Rollout of the new Primary Care Alberta agency — and the rest of the UCP government’s reorganization and break up of Alberta Health Services into four agencies — is coming at a delicate juncture for health-care professionals.
Some fear chaos is in the wings after Tuesday’s announcement by Health Minister Adriana LaGrange.
Alberta Union of Public Employees vice-president Sandra Azocar said Wednesday the news leaves key questions unanswered for AUPE’s 62,000 members on the front lines of Alberta health care.
“It’s creating four new levels of bureaucracy within our health care system, potentially different ministries, and how all these four agencies will communicate without having people fall through the cracks will be a task in itself, and so definitely a concern in terms of how these changes will impact delivery of health care,” Azocar said.
Just announced, the Nov. 1 changeover to Primary Care Alberta happens as negotiations are at an impasse at all the health care tables without movement by the UCP government, Azocar said.
“The uncertainty in terms of human resources is huge. We don’t have enough doctors, we don’t have enough frontline workers right now to be able to provide those services. So where are they going to be getting that without actually having dealt with those issues before they make these such huge changes to our health care?”
Azocar said the government took advantage of the anger Albertans feel when they have to wait 12 hours in an emergency room, or when they have to wait years for surgery, or when they don’t have access to a family doctor.
“Instead of dealing with the core issues behind some of these things that we’re seeing in our health care, they’ve gone a completely different direction that is not capturing what Albertans have told them in their review of the health care system — and basically they’re moving incredibly fast in making changes that are going to be impacting one of the most essential services that we provide as a province, which is health care,” she said.
New physician pay model stalled
The Alberta Medical Association has been in talks with the UCP government for one year.
In November 2023, Premier Danielle Smith and the AMA signed a memorandum of understanding to work on a new agreement.
Then in spring, there was an announcement that they had come up with “the framework for a new model,” but it had to go for a rate review, then back to LaGrange’s desk, and then to Treasury Board.
It still needs to be walked down to the Treasury Board.
Asked how Primary Care Alberta can solve the complex primary care puzzle without a new physician payment model in place, LaGrange said Tuesday she wanted to clarify there was an agreement signed with AMA members two years ago, and it was expected to last four years.
“The negotiations that we’ve been doing on developing the new physician primary care compensation model really is off the regular cycle of negotiations with physicians,” LaGrange said, reminding media of a 2023 infusion of funds to help struggling physician businesses.
“But I also want to remind everyone that just last November, I also dedicated an additional $257 million to stabilize primary care while we were working towards the new model and bringing that forward. And so $157 million of that has been already allocated out to family medicine this year, and there’s another $100 million allocated for next year. So as we continue to support primary care, there’s a lot of work that has to be done with a lot of health care professionals, including primary care physicians, to make sure this new agency gets up and running,” LaGrange said.

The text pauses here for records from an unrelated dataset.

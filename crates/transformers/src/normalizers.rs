//! Token-level normalizers. They run on TOKENIZED documents and only ever
//! touch `Token::cleaned`, which the stage wrapper has already defaulted
//! from `Token::original`.

use document::Document;
use fxhash::FxHashSet;
use once_cell::sync::Lazy;
use rust_stemmers::{Algorithm, Stemmer};
use unicode_normalization::UnicodeNormalization;

use crate::cleaners::strip_ascii_punctuation;
use crate::error::TransformError;
use crate::kind::TransformerKind;
use crate::params::Params;
use crate::transformer::{FromParams, Transformer};

/// Runs `f` over the cleaned text of every token.
fn for_each_cleaned(doc: &mut Document, mut f: impl FnMut(&mut String)) {
    for token in doc.tokens.iter_mut().flatten() {
        f(token.ensure_cleaned());
    }
}

#[derive(Debug, Clone, Copy, PartialEq, Eq)]
pub enum CaseMode {
    Lower,
    Upper,
}

impl CaseMode {
    pub fn as_str(&self) -> &'static str {
        match self {
            CaseMode::Lower => "lower",
            CaseMode::Upper => "upper",
        }
    }

    pub fn parse(mode: &str) -> Result<Self, TransformError> {
        match mode {
            "lower" => Ok(CaseMode::Lower),
            "upper" => Ok(CaseMode::Upper),
            other => Err(TransformError::Value(format!(
                "{other} mode is not available, it can only be \"lower\" or \"upper\""
            ))),
        }
    }
}

/// Lower- or upper-cases every token.
#[derive(Debug, Clone)]
pub struct CaseTokens {
    mode: CaseMode,
    params: Params,
}

impl CaseTokens {
    pub fn new(mode: CaseMode) -> Self {
        Self {
            mode,
            params: Params::new().kwarg("mode", mode.as_str()),
        }
    }

    pub fn mode(&self) -> CaseMode {
        self.mode
    }
}

impl Default for CaseTokens {
    fn default() -> Self {
        Self::new(CaseMode::Lower)
    }
}

impl FromParams for CaseTokens {
    const NAME: &'static str = "CaseTokens";

    fn from_params(params: &Params) -> Result<Self, TransformError> {
        let bound = params.bind(Self::NAME, &["mode"])?;
        let mode = CaseMode::parse(&bound.str_or("mode", "lower")?)?;
        Ok(Self::new(mode))
    }
}

impl Transformer for CaseTokens {
    fn name(&self) -> &'static str {
        Self::NAME
    }

    fn kind(&self) -> TransformerKind {
        TransformerKind::Normalizer
    }

    fn params(&self) -> &Params {
        &self.params
    }

    fn transform(&self, doc: &mut Document) -> Result<(), TransformError> {
        let mode = self.mode;
        for_each_cleaned(doc, |text| {
            *text = match mode {
                CaseMode::Lower => text.to_lowercase(),
                CaseMode::Upper => text.to_uppercase(),
            };
        });
        Ok(())
    }
}

/// Removes ASCII punctuation from every token. Tokens that were pure
/// punctuation become empty strings; they are not dropped.
#[derive(Debug, Clone, Default)]
pub struct RemovePunctuation {
    params: Params,
}

impl RemovePunctuation {
    pub fn new() -> Self {
        Self::default()
    }
}

impl FromParams for RemovePunctuation {
    const NAME: &'static str = "RemovePunctuation";

    fn from_params(params: &Params) -> Result<Self, TransformError> {
        params.bind(Self::NAME, &[])?;
        Ok(Self::new())
    }
}

impl Transformer for RemovePunctuation {
    fn name(&self) -> &'static str {
        Self::NAME
    }

    fn kind(&self) -> TransformerKind {
        TransformerKind::Normalizer
    }

    fn params(&self) -> &Params {
        &self.params
    }

    fn transform(&self, doc: &mut Document) -> Result<(), TransformError> {
        for_each_cleaned(doc, |text| *text = strip_ascii_punctuation(text));
        Ok(())
    }
}

const ENGLISH_STOP_WORDS: &[&str] = &[
    "i", "me", "my", "myself", "we", "our", "ours", "ourselves", "you", "you're", "you've",
    "you'll", "you'd", "your", "yours", "yourself", "yourselves", "he", "him", "his", "himself",
    "she", "she's", "her", "hers", "herself", "it", "it's", "its", "itself", "they", "them",
    "their", "theirs", "themselves", "what", "which", "who", "whom", "this", "that", "that'll",
    "these", "those", "am", "is", "are", "was", "were", "be", "been", "being", "have", "has",
    "had", "having", "do", "does", "did", "doing", "a", "an", "the", "and", "but", "if", "or",
    "because", "as", "until", "while", "of", "at", "by", "for", "with", "about", "against",
    "between", "into", "through", "during", "before", "after", "above", "below", "to", "from",
    "up", "down", "in", "out", "on", "off", "over", "under", "again", "further", "then", "once",
    "here", "there", "when", "where", "why", "how", "all", "any", "both", "each", "few", "more",
    "most", "other", "some", "such", "no", "nor", "not", "only", "own", "same", "so", "than",
    "too", "very", "s", "t", "can", "will", "just", "don", "don't", "should", "should've", "now",
    "d", "ll", "m", "o", "re", "ve", "y", "ain", "aren", "aren't", "couldn", "couldn't", "didn",
    "didn't", "doesn", "doesn't", "hadn", "hadn't", "hasn", "hasn't", "haven", "haven't", "isn",
    "isn't", "ma", "mightn", "mightn't", "mustn", "mustn't", "needn", "needn't", "shan", "shan't",
    "shouldn", "shouldn't", "wasn", "wasn't", "weren", "weren't", "won", "won't", "wouldn",
    "wouldn't",
];

static ENGLISH: Lazy<FxHashSet<&'static str>> =
    Lazy::new(|| ENGLISH_STOP_WORDS.iter().copied().collect());

fn stop_words(language: &str) -> Result<&'static FxHashSet<&'static str>, TransformError> {
    match language {
        "english" => Ok(&ENGLISH),
        other => Err(TransformError::Value(format!(
            "{other} language is not available, only \"english\" is bundled"
        ))),
    }
}

/// Replaces stop words with empty strings, keeping token positions stable.
///
/// Matching uses each token's cleaned text so far. With `case_sensitive`
/// set, `This` survives while `this` is removed.
#[derive(Debug, Clone)]
pub struct RemoveStopWords {
    words: &'static FxHashSet<&'static str>,
    case_sensitive: bool,
    params: Params,
}

impl RemoveStopWords {
    pub fn new(language: &str, case_sensitive: bool) -> Result<Self, TransformError> {
        Ok(Self {
            words: stop_words(language)?,
            case_sensitive,
            params: Params::new()
                .kwarg("language", language)
                .kwarg("case_sensitive", case_sensitive),
        })
    }

    fn is_stop_word(&self, text: &str) -> bool {
        if self.case_sensitive {
            self.words.contains(text)
        } else {
            self.words.contains(text.to_lowercase().as_str())
        }
    }
}

impl FromParams for RemoveStopWords {
    const NAME: &'static str = "RemoveStopWords";

    fn from_params(params: &Params) -> Result<Self, TransformError> {
        let bound = params.bind(Self::NAME, &["language", "case_sensitive"])?;
        Self::new(
            &bound.str_or("language", "english")?,
            bound.bool_or("case_sensitive", true)?,
        )
    }
}

impl Transformer for RemoveStopWords {
    fn name(&self) -> &'static str {
        Self::NAME
    }

    fn kind(&self) -> TransformerKind {
        TransformerKind::Normalizer
    }

    fn params(&self) -> &Params {
        &self.params
    }

    fn transform(&self, doc: &mut Document) -> Result<(), TransformError> {
        for_each_cleaned(doc, |text| {
            if self.is_stop_word(text) {
                text.clear();
            }
        });
        Ok(())
    }
}

#[derive(Debug, Clone, Copy, PartialEq, Eq)]
pub enum UnicodeForm {
    Nfc,
    Nfd,
    Nfkc,
    Nfkd,
}

impl UnicodeForm {
    pub fn as_str(&self) -> &'static str {
        match self {
            UnicodeForm::Nfc => "NFC",
            UnicodeForm::Nfd => "NFD",
            UnicodeForm::Nfkc => "NFKC",
            UnicodeForm::Nfkd => "NFKD",
        }
    }

    pub fn parse(form: &str) -> Result<Self, TransformError> {
        match form {
            "NFC" => Ok(UnicodeForm::Nfc),
            "NFD" => Ok(UnicodeForm::Nfd),
            "NFKC" => Ok(UnicodeForm::Nfkc),
            "NFKD" => Ok(UnicodeForm::Nfkd),
            other => Err(TransformError::Value(format!(
                "{other} is not a unicode normalization form, expected NFC, NFD, NFKC or NFKD"
            ))),
        }
    }

    fn normalize(&self, text: &str) -> String {
        match self {
            UnicodeForm::Nfc => text.nfc().collect(),
            UnicodeForm::Nfd => text.nfd().collect(),
            UnicodeForm::Nfkc => text.nfkc().collect(),
            UnicodeForm::Nfkd => text.nfkd().collect(),
        }
    }
}

/// Applies a Unicode normalization form to every token.
#[derive(Debug, Clone)]
pub struct NormalizeUnicode {
    form: UnicodeForm,
    params: Params,
}

impl NormalizeUnicode {
    pub fn new(form: UnicodeForm) -> Self {
        Self {
            form,
            params: Params::new().kwarg("form", form.as_str()),
        }
    }
}

impl Default for NormalizeUnicode {
    fn default() -> Self {
        Self::new(UnicodeForm::Nfkc)
    }
}

impl FromParams for NormalizeUnicode {
    const NAME: &'static str = "NormalizeUnicode";

    fn from_params(params: &Params) -> Result<Self, TransformError> {
        let bound = params.bind(Self::NAME, &["form"])?;
        let form = UnicodeForm::parse(&bound.str_or("form", "NFKC")?)?;
        Ok(Self::new(form))
    }
}

impl Transformer for NormalizeUnicode {
    fn name(&self) -> &'static str {
        Self::NAME
    }

    fn kind(&self) -> TransformerKind {
        TransformerKind::Normalizer
    }

    fn params(&self) -> &Params {
        &self.params
    }

    fn transform(&self, doc: &mut Document) -> Result<(), TransformError> {
        let form = self.form;
        for_each_cleaned(doc, |text| *text = form.normalize(text));
        Ok(())
    }
}

#[derive(Debug, Clone, Copy, PartialEq, Eq)]
pub enum StemLanguage {
    English,
    French,
    German,
    Spanish,
    Italian,
    Portuguese,
    Dutch,
    Russian,
}

impl StemLanguage {
    pub fn as_str(&self) -> &'static str {
        match self {
            StemLanguage::English => "english",
            StemLanguage::French => "french",
            StemLanguage::German => "german",
            StemLanguage::Spanish => "spanish",
            StemLanguage::Italian => "italian",
            StemLanguage::Portuguese => "portuguese",
            StemLanguage::Dutch => "dutch",
            StemLanguage::Russian => "russian",
        }
    }

    pub fn parse(language: &str) -> Result<Self, TransformError> {
        match language {
            "english" => Ok(StemLanguage::English),
            "french" => Ok(StemLanguage::French),
            "german" => Ok(StemLanguage::German),
            "spanish" => Ok(StemLanguage::Spanish),
            "italian" => Ok(StemLanguage::Italian),
            "portuguese" => Ok(StemLanguage::Portuguese),
            "dutch" => Ok(StemLanguage::Dutch),
            "russian" => Ok(StemLanguage::Russian),
            other => Err(TransformError::Value(format!(
                "{other} language has no stemmer"
            ))),
        }
    }

    fn algorithm(&self) -> Algorithm {
        match self {
            StemLanguage::English => Algorithm::English,
            StemLanguage::French => Algorithm::French,
            StemLanguage::German => Algorithm::German,
            StemLanguage::Spanish => Algorithm::Spanish,
            StemLanguage::Italian => Algorithm::Italian,
            StemLanguage::Portuguese => Algorithm::Portuguese,
            StemLanguage::Dutch => Algorithm::Dutch,
            StemLanguage::Russian => Algorithm::Russian,
        }
    }
}

/// Fills `Token::stem` with the Snowball stem of each token's cleaned text.
/// `cleaned` itself is left as it was.
#[derive(Debug, Clone)]
pub struct StemTokens {
    language: StemLanguage,
    params: Params,
}

impl StemTokens {
    pub fn new(language: StemLanguage) -> Self {
        Self {
            language,
            params: Params::new().kwarg("language", language.as_str()),
        }
    }

    pub fn language(&self) -> StemLanguage {
        self.language
    }
}

impl Default for StemTokens {
    fn default() -> Self {
        Self::new(StemLanguage::English)
    }
}

impl FromParams for StemTokens {
    const NAME: &'static str = "StemTokens";

    fn from_params(params: &Params) -> Result<Self, TransformError> {
        let bound = params.bind(Self::NAME, &["language"])?;
        let language = StemLanguage::parse(&bound.str_or("language", "english")?)?;
        Ok(Self::new(language))
    }
}

impl Transformer for StemTokens {
    fn name(&self) -> &'static str {
        Self::NAME
    }

    fn kind(&self) -> TransformerKind {
        TransformerKind::Normalizer
    }

    fn params(&self) -> &Params {
        &self.params
    }

    fn transform(&self, doc: &mut Document) -> Result<(), TransformError> {
        let stemmer = Stemmer::create(self.language.algorithm());
        for token in doc.tokens.iter_mut().flatten() {
            token.stem = Some(stemmer.stem(token.cleaned_text()).into_owned());
        }
        Ok(())
    }
}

Some $200 million of the stabilization funds LaGrange mentioned were federal dollars, distributed by the provincial government, and the remaining $57 million had been attached to the Modernizing Alberta’s Primary Health Care System initiative in the last budget, AMA president Dr. Shelley Duggan said.
“Yes, we are currently in an agreement that has not kept up with inflation and population growth and, as we all know, the health care system is in crisis. Yes, she is stating a fact, we have an agreement, but it is not doing what we need it to do,” Duggan said.
Specifics to come
Asked Tuesday how staffing would be affected with the new Primary Care Alberta agency, LaGrange said talk of transfers is premature.

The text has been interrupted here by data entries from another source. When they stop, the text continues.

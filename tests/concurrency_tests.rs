//! Concurrency and thread safety tests for nlpiper

use std::sync::Arc;
use std::thread;

use nlpiper::{Compose, Document, Registry};

const STEPS: &[&str] = &[
    "CleanNumber()",
    "BasicTokenizer()",
    "CaseTokens(mode='lower')",
    "HashEmbeddings(dim=16, apply_doc='mean', normalize=False)",
];

#[test]
fn shared_pipeline_across_threads() {
    let pipeline = Arc::new(Compose::from_steps(STEPS).expect("pipeline builds"));
    let text = "Concurrent 42 pipeline test text";

    let handles: Vec<_> = (0..8)
        .map(|_| {
            let pipeline = Arc::clone(&pipeline);
            thread::spawn(move || pipeline.apply_text(text).expect("pipeline runs"))
        })
        .collect();

    let results: Vec<_> = handles.into_iter().map(|h| h.join().unwrap()).collect();

    let first = &results[0];
    for (i, result) in results.iter().enumerate().skip(1) {
        assert_eq!(first, result, "Thread {i} produced a different document");
    }
}

#[test]
fn shared_input_document_is_never_mutated() {
    let pipeline = Arc::new(Compose::from_steps(&STEPS[1..]).unwrap());
    let input = Arc::new(Document::new("Shared INPUT document"));

    let handles: Vec<_> = (0..8)
        .map(|_| {
            let pipeline = Arc::clone(&pipeline);
            let input = Arc::clone(&input);
            thread::spawn(move || pipeline.apply(&input).unwrap())
        })
        .collect();

    for handle in handles {
        let out = handle.join().unwrap();
        assert_eq!(out.token_texts(), vec!["shared", "input", "document"]);
    }
    assert_eq!(*input, Document::new("Shared INPUT document"));
}

#[test]
fn global_registry_builds_from_many_threads() {
    let handles: Vec<_> = (0..8)
        .map(|i| {
            thread::spawn(move || {
                let step = if i % 2 == 0 {
                    "CaseTokens(mode='upper')"
                } else {
                    "RemoveStopWords(language='english', case_sensitive=True)"
                };
                Registry::global().build(step).unwrap().identity()
            })
        })
        .collect();

    for (i, handle) in handles.into_iter().enumerate() {
        let identity = handle.join().unwrap();
        if i % 2 == 0 {
            assert_eq!(identity, "CaseTokens(mode='upper')");
        } else {
            assert!(identity.starts_with("RemoveStopWords("));
        }
    }
}

#[test]
fn concurrent_rollbacks_agree() {
    let doc = Arc::new(Compose::from_steps(STEPS).unwrap().apply_text("A 1 b").unwrap());

    let handles: Vec<_> = (1..=STEPS.len())
        .map(|k| {
            let doc = Arc::clone(&doc);
            thread::spawn(move || (k, Compose::rollback_document(&doc, k as isize).unwrap()))
        })
        .collect();

    for handle in handles {
        let (k, rolled) = handle.join().unwrap();
        assert_eq!(rolled.steps().len(), STEPS.len() - k);
    }
}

“(New CEO) Dr. Kim Simmonds has a lot of work ahead of her to set up the agency and make sure that she’s connecting with the primary care network, with the primary care clinics that are happening across the province. There’s just a lot of work that she’s got ahead of her. So to talk about any transfers is very premature,” she said.

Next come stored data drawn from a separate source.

//! Error types produced by transformers, the step parser and the registry.
//!
//! Every failure falls into one [`ErrorKind`] so callers can decide whether
//! to retry with different input or give up:
//!
//! | Error | Kind | Raised when |
//! |-------|------|-------------|
//! | [`State`](TransformError::State) | State | stage category does not fit the document shape |
//! | [`Value`](TransformError::Value) | Value | bad rollback range or bad constructor argument |
//! | [`InvalidStep`](TransformError::InvalidStep) | Value | a step string does not parse |
//! | [`Document`](TransformError::Document) | Value | a produced value broke a document invariant |
//! | [`Type`](TransformError::Type) | Type | a constructor argument has the wrong type |
//! | [`UnknownTransformer`](TransformError::UnknownTransformer) | NameResolution | a step names an unregistered transformer |
//! | [`Collaborator`](TransformError::Collaborator) | Collaborator | a leaf reported its own failure |

use std::error::Error;
use std::fmt;
use std::sync::Arc;

use document::DocumentError;
use thiserror::Error;

use crate::kind::TransformerKind;

/// Broad classification of a [`TransformError`].
#[derive(Debug, Clone, Copy, PartialEq, Eq, Hash)]
pub enum ErrorKind {
    Type,
    State,
    Value,
    NameResolution,
    Collaborator,
}

/// A stage category was rejected by the document's current shape.
#[derive(Debug, Error, Clone, Copy, PartialEq, Eq)]
pub enum StateError {
    #[error("{0} transformer can not be applied on documents with tokens")]
    HasTokens(TransformerKind),
    #[error("{0} transformer can not be applied on documents without tokens")]
    NoTokens(TransformerKind),
    #[error("{0} transformer can not be applied on documents with embeddings")]
    AlreadyEmbedded(TransformerKind),
}

#[derive(Debug, Error, Clone)]
pub enum TransformError {
    #[error(transparent)]
    State(#[from] StateError),
    #[error("invalid value: {0}")]
    Value(String),
    #[error(transparent)]
    Document(#[from] DocumentError),
    #[error("invalid type: {0}")]
    Type(String),
    #[error("invalid step {index} `{step}`: {reason}")]
    InvalidStep {
        step: String,
        index: usize,
        reason: String,
    },
    #[error("unknown transformer `{name}` at step {index} of {steps:?}")]
    UnknownTransformer {
        name: String,
        index: usize,
        steps: Vec<String>,
    },
    #[error("{transformer} failed: {source}")]
    Collaborator {
        transformer: String,
        #[source]
        source: Arc<dyn Error + Send + Sync>,
    },
}

impl TransformError {
    pub fn kind(&self) -> ErrorKind {
        match self {
            TransformError::State(_) => ErrorKind::State,
            TransformError::Value(_)
            | TransformError::Document(_)
            | TransformError::InvalidStep { .. } => ErrorKind::Value,
            TransformError::Type(_) => ErrorKind::Type,
            TransformError::UnknownTransformer { .. } => ErrorKind::NameResolution,
            TransformError::Collaborator { .. } => ErrorKind::Collaborator,
        }
    }

    /// Wraps a leaf's own error without interpreting it.
    pub fn collaborator(
        transformer: impl Into<String>,
        source: impl Error + Send + Sync + 'static,
    ) -> Self {
        TransformError::Collaborator {
            transformer: transformer.into(),
            source: Arc::new(source),
        }
    }

    pub(crate) fn invalid_step(step: &str, reason: impl fmt::Display) -> Self {
        TransformError::InvalidStep {
            step: step.to_string(),
            index: 0,
            reason: reason.to_string(),
        }
    }

    /// Places a parse or constructor failure at `index` of a step list.
    pub fn at_step(self, index: usize, step: &str) -> Self {
        match self {
            TransformError::InvalidStep { step, reason, .. } => TransformError::InvalidStep {
                step,
                index,
                reason,
            },
            TransformError::Type(msg) => TransformError::Type(format!("step {index} `{step}`: {msg}")),
            TransformError::Value(msg) => {
                TransformError::Value(format!("step {index} `{step}`: {msg}"))
            }
            other => other,
        }
    }
}

#[cfg(test)]
mod tests {
    use super::*;
    use std::io;

    #[test]
    fn state_error_names_the_category() {
        let err = TransformError::from(StateError::HasTokens(TransformerKind::Cleaner));
        assert_eq!(
            err.to_string(),
            "Cleaner transformer can not be applied on documents with tokens"
        );
        assert_eq!(err.kind(), ErrorKind::State);
    }

    #[test]
    fn unknown_transformer_lists_all_steps() {
        let err = TransformError::UnknownTransformer {
            name: "NotTransformer".into(),
            index: 1,
            steps: vec!["BasicTokenizer()".into(), "NotTransformer()".into()],
        };
        let msg = err.to_string();
        assert!(msg.contains("NotTransformer"));
        assert!(msg.contains("step 1"));
        assert!(msg.contains("BasicTokenizer()"));
        assert_eq!(err.kind(), ErrorKind::NameResolution);
    }

    #[test]
    fn collaborator_error_is_passed_through() {
        let io_err = io::Error::new(io::ErrorKind::NotFound, "vectors.txt missing");
        let err = TransformError::collaborator("WordEmbeddings", io_err);

        assert_eq!(err.kind(), ErrorKind::Collaborator);
        let source = err.source().expect("source kept");
        assert_eq!(source.to_string(), "vectors.txt missing");
        match &err {
            TransformError::Collaborator { source, .. } => {
                assert!(source.downcast_ref::<io::Error>().is_some());
            }
            other => panic!("unexpected error: {other:?}"),
        }
    }

    #[test]
    fn value_family_covers_invalid_steps() {
        let err = TransformError::invalid_step("CaseTokens(", "unexpected end of input");
        assert_eq!(err.kind(), ErrorKind::Value);
        assert!(err.to_string().contains("CaseTokens("));
    }

    #[test]
    fn at_step_keeps_kind_and_adds_position() {
        let err = TransformError::invalid_step("X(", "eof").at_step(3, "X(");
        assert!(matches!(err, TransformError::InvalidStep { index: 3, .. }));

        let err = TransformError::Type("bad mode".into()).at_step(2, "CaseTokens(mode=1)");
        assert_eq!(err.kind(), ErrorKind::Type);
        assert_eq!(err.to_string(), "invalid type: step 2 `CaseTokens(mode=1)`: bad mode");

        let err = TransformError::from(StateError::NoTokens(TransformerKind::Embedding)).at_step(1, "x");
        assert_eq!(err.kind(), ErrorKind::State);
    }
}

A few specifics were mentioned in a list of long-term priorities, including “funding primary care networks that bring practitioners together to implement provincial initiatives and address regional needs” and “developing chronic disease care models to reduce the burden of chronic disease on patients and the health care system.”
LaGrange promised more details would be forthcoming on a public-facing website.
“I really believe it’s important for us to be transparent and to be able to share what’s happening and make sure that Albertans know,” LaGrange said.
The health system is being broken up into four organizations — Recovery Alberta (addiction and mental health), Primary Care Alberta, acute care and continuing care, plus a monitoring organization, but LaGrange said integration between them so they function together is key.
“Primary care still needs to be able to intersect very closely with acute care, continuing care and, of course, Recovery Alberta as well,” LaGrange said.